Tests with unadjusted df=5 are still available from lavTest(fit0, output = "text")

Contrary to what I speculated when we discussed this in person, I no longer expect a problem with RMRs. The issue here is that there are structural constraints in the unrestricted model's implied moments, which should be reflected by df > 0. But the unrestricted moments are the same, so residuals will be the same. Their _SE_s and CIs in lavResiduals() might be improved, if the custom h1.model parameters are estimated more efficiently. But that's for future research.

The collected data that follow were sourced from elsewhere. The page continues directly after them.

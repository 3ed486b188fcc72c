use serde_json::Value;
use uuid::Uuid;

use crate::error::Result;
use crate::gateway::{Filter, Gateway};
use crate::models::{BankAccount, Comprobante, UserProfile};

const RECEIPTS_TABLE: &str = "comprobantes";
const ACCOUNTS_TABLE: &str = "cuentas_bancarias";
const PROFILES_TABLE: &str = "profiles";

/// Data access for the signed-in user's rows. Mutations always re-fetch the
/// full list afterwards; nothing is patched optimistically in memory.
pub struct Repository<'a> {
    gateway: &'a Gateway,
    user_id: Uuid,
}

impl<'a> Repository<'a> {
    pub fn new(gateway: &'a Gateway, user_id: Uuid) -> Self {
        Self { gateway, user_id }
    }

    fn owner(&self) -> Filter {
        Filter::Eq("user_id", self.user_id.to_string())
    }

    // -- receipts -----------------------------------------------------------

    pub async fn fetch_receipts(&self) -> Result<Vec<Comprobante>> {
        self.gateway
            .select(RECEIPTS_TABLE, "*", &[self.owner()], Some("fecha.desc"))
            .await
    }

    pub async fn delete_receipt(&self, id: Uuid) -> Result<Vec<Comprobante>> {
        self.gateway
            .delete(RECEIPTS_TABLE, &[Filter::Eq("id", id.to_string()), self.owner()])
            .await?;
        self.fetch_receipts().await
    }

    pub async fn update_receipt(&self, id: Uuid, patch: &Value) -> Result<Vec<Comprobante>> {
        self.gateway
            .update(
                RECEIPTS_TABLE,
                patch,
                &[Filter::Eq("id", id.to_string()), self.owner()],
            )
            .await?;
        self.fetch_receipts().await
    }

    // -- profile ------------------------------------------------------------

    pub async fn fetch_profile(&self) -> Result<UserProfile> {
        crate::session::fetch_profile(self.gateway, self.user_id).await
    }

    pub async fn complete_onboarding(&self) -> Result<()> {
        self.gateway
            .update(
                PROFILES_TABLE,
                &onboarding_completed_patch(),
                &[Filter::Eq("id", self.user_id.to_string())],
            )
            .await
    }

    // -- bank accounts ------------------------------------------------------

    pub async fn fetch_accounts(&self) -> Result<Vec<BankAccount>> {
        self.gateway
            .select(ACCOUNTS_TABLE, "*", &[self.owner()], Some("created_at.asc"))
            .await
    }

    pub async fn add_account(
        &self,
        nombre: &str,
        numero_cuenta: &str,
        titular: &str,
    ) -> Result<BankAccount> {
        let row = new_account_row(self.user_id, nombre, numero_cuenta, titular);
        self.gateway.insert(ACCOUNTS_TABLE, &row).await
    }

    pub async fn remove_account(&self, id: Uuid) -> Result<()> {
        self.gateway
            .delete(ACCOUNTS_TABLE, &[Filter::Eq("id", id.to_string()), self.owner()])
            .await
    }
}

fn onboarding_completed_patch() -> Value {
    serde_json::json!({ "onboarding_completed": true })
}

fn new_account_row(user_id: Uuid, nombre: &str, numero_cuenta: &str, titular: &str) -> Value {
    serde_json::json!({
        "user_id": user_id,
        "nombre": nombre,
        "numero_cuenta": numero_cuenta,
        "titular": titular,
    })
}

#[cfg(test)]
mod tests {
    use super::*;

    #[test]
    fn test_onboarding_patch_shape() {
        let patch = onboarding_completed_patch();
        assert_eq!(patch["onboarding_completed"], true);
        assert_eq!(patch.as_object().unwrap().len(), 1);
    }

    #[test]
    fn test_new_account_row_carries_owner() {
        let row = new_account_row(Uuid::nil(), "Principal", "123-456", "Ana Gómez");
        assert_eq!(row["user_id"], Uuid::nil().to_string());
        assert_eq!(row["nombre"], "Principal");
        assert_eq!(row["numero_cuenta"], "123-456");
        assert_eq!(row["titular"], "Ana Gómez");
    }
}
use std::path::PathBuf;

use chrono::{DateTime, Local};
use rust_xlsxwriter::{Format, Workbook};

use crate::error::Result;
use crate::filters::{apply_filters, DateRange, FilterState};
use crate::fmt;
use crate::models::Comprobante;

pub struct ExportOptions {
    /// Export-specific range, applied on top of whatever list the caller
    /// already filtered — not instead of it.
    pub range: Option<DateRange>,
    pub output: Option<PathBuf>,
}

pub struct ExportSummary {
    pub path: PathBuf,
    pub records: usize,
    pub valor_total: f64,
}

const HEADERS: &[&str] = &[
    "#",
    "Beneficiario",
    "Banco emisor",
    "Fecha",
    "Hora",
    "Valor",
    "Valor (numérico)",
    "No. comprobante",
    "No. referencia",
    "Estado",
    "Moneda",
    "Usuario",
    "Creado",
];

/// One spreadsheet row, already shaped for display. Missing optionals become
/// the literal "N/A", never empty cells.
struct ExportRow {
    ordinal: u32,
    beneficiario: String,
    banco: String,
    fecha: String,
    hora: String,
    valor_formateado: String,
    valor: f64,
    numero: String,
    referencia: String,
    estado: String,
    moneda: String,
    user_id: String,
    creado: String,
}

fn na(field: Option<&str>) -> String {
    match field {
        Some(s) if !s.trim().is_empty() => s.to_string(),
        _ => "N/A".to_string(),
    }
}

fn shape_row(ordinal: u32, r: &Comprobante) -> ExportRow {
    ExportRow {
        ordinal,
        beneficiario: na(r.nombre_beneficiario.as_deref()),
        banco: r.banco_emisor.clone(),
        fecha: fmt::fecha_display(&r.fecha),
        hora: na(r.hora.as_deref()),
        valor_formateado: fmt::money(r.valor_transferencia),
        valor: r.valor_transferencia,
        numero: na(r.numero_comprobante.as_deref()),
        referencia: na(r.numero_referencia.as_deref()),
        estado: if r.es_valido { "Válido" } else { "Inválido" }.to_string(),
        moneda: r.moneda.clone(),
        user_id: r.user_id.to_string(),
        creado: fmt::timestamp_display(&r.created_at),
    }
}

pub fn range_description(range: Option<&DateRange>) -> String {
    match range {
        None => "Todos los registros".to_string(),
        Some(r) => format!(
            "{} - {}",
            r.from.format("%d/%m/%Y"),
            r.effective_to().format("%d/%m/%Y")
        ),
    }
}

pub fn default_filename(now: DateTime<Local>) -> String {
    format!("comprobantes-{}.xlsx", now.format("%Y%m%d-%H%M"))
}

fn build_workbook(
    rows: &[ExportRow],
    valor_total: f64,
    range_desc: &str,
    exported_at: DateTime<Local>,
) -> Result<Vec<u8>> {
    let mut workbook = Workbook::new();
    let bold = Format::new().set_bold();

    let sheet = workbook.add_worksheet();
    sheet.set_name("Comprobantes")?;
    for (col, header) in HEADERS.iter().enumerate() {
        sheet.write_string_with_format(0, col as u16, *header, &bold)?;
    }
    for (i, row) in rows.iter().enumerate() {
        let r = (i + 1) as u32;
        sheet.write_number(r, 0, row.ordinal as f64)?;
        sheet.write_string(r, 1, &row.beneficiario)?;
        sheet.write_string(r, 2, &row.banco)?;
        sheet.write_string(r, 3, &row.fecha)?;
        sheet.write_string(r, 4, &row.hora)?;
        sheet.write_string(r, 5, &row.valor_formateado)?;
        sheet.write_number(r, 6, row.valor)?;
        sheet.write_string(r, 7, &row.numero)?;
        sheet.write_string(r, 8, &row.referencia)?;
        sheet.write_string(r, 9, &row.estado)?;
        sheet.write_string(r, 10, &row.moneda)?;
        sheet.write_string(r, 11, &row.user_id)?;
        sheet.write_string(r, 12, &row.creado)?;
    }

    let validos = rows.iter().filter(|r| r.estado == "Válido").count();
    let summary = workbook.add_worksheet();
    summary.set_name("Resumen")?;
    let lines: Vec<(&str, String)> = vec![
        ("Total de comprobantes", rows.len().to_string()),
        ("Válidos", validos.to_string()),
        ("Inválidos", (rows.len() - validos).to_string()),
        ("Valor total válido", fmt::money(valor_total)),
        ("Exportado", exported_at.format("%d/%m/%Y %H:%M").to_string()),
        ("Rango", range_desc.to_string()),
    ];
    for (i, (label, value)) in lines.iter().enumerate() {
        summary.write_string_with_format(i as u32, 0, *label, &bold)?;
        summary.write_string(i as u32, 1, value)?;
    }

    // Built fully in memory; nothing touches disk until the buffer is
    // complete, so a failure here can never leave a partial file behind.
    Ok(workbook.save_to_buffer()?)
}

/// Export the given (already dashboard-filtered) receipts to an XLSX file
/// with a data sheet and a summary sheet.
pub fn export_xlsx(receipts: &[Comprobante], opts: &ExportOptions) -> Result<ExportSummary> {
    let filtered = match opts.range {
        Some(range) => apply_filters(
            receipts,
            &FilterState { date_range: Some(range), ..Default::default() },
        ),
        None => receipts.to_vec(),
    };

    let rows: Vec<ExportRow> = filtered
        .iter()
        .enumerate()
        .map(|(i, r)| shape_row((i + 1) as u32, r))
        .collect();
    let valor_total: f64 = filtered
        .iter()
        .filter(|r| r.es_valido)
        .map(|r| r.valor_transferencia)
        .sum();

    let now = Local::now();
    let desc = range_description(opts.range.as_ref());
    let buffer = build_workbook(&rows, valor_total, &desc, now)?;

    let path = opts
        .output
        .clone()
        .unwrap_or_else(|| PathBuf::from(default_filename(now)));
    if let Some(parent) = path.parent() {
        if !parent.as_os_str().is_empty() {
            std::fs::create_dir_all(parent)?;
        }
    }
    std::fs::write(&path, buffer)?;

    Ok(ExportSummary { path, records: rows.len(), valor_total })
}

TDJorgensen commented 5 months ago

Oh, and the first 5 commits in this PR address some other issues we discussed (e.g., new lavTestLRT() options).

TDJorgensen commented 5 months ago

I just updated the documentation, too.

yrosseel commented 5 months ago

This works really well. Tests did not reveal any issues. Thanks a lot for this PR. This was a lot of work.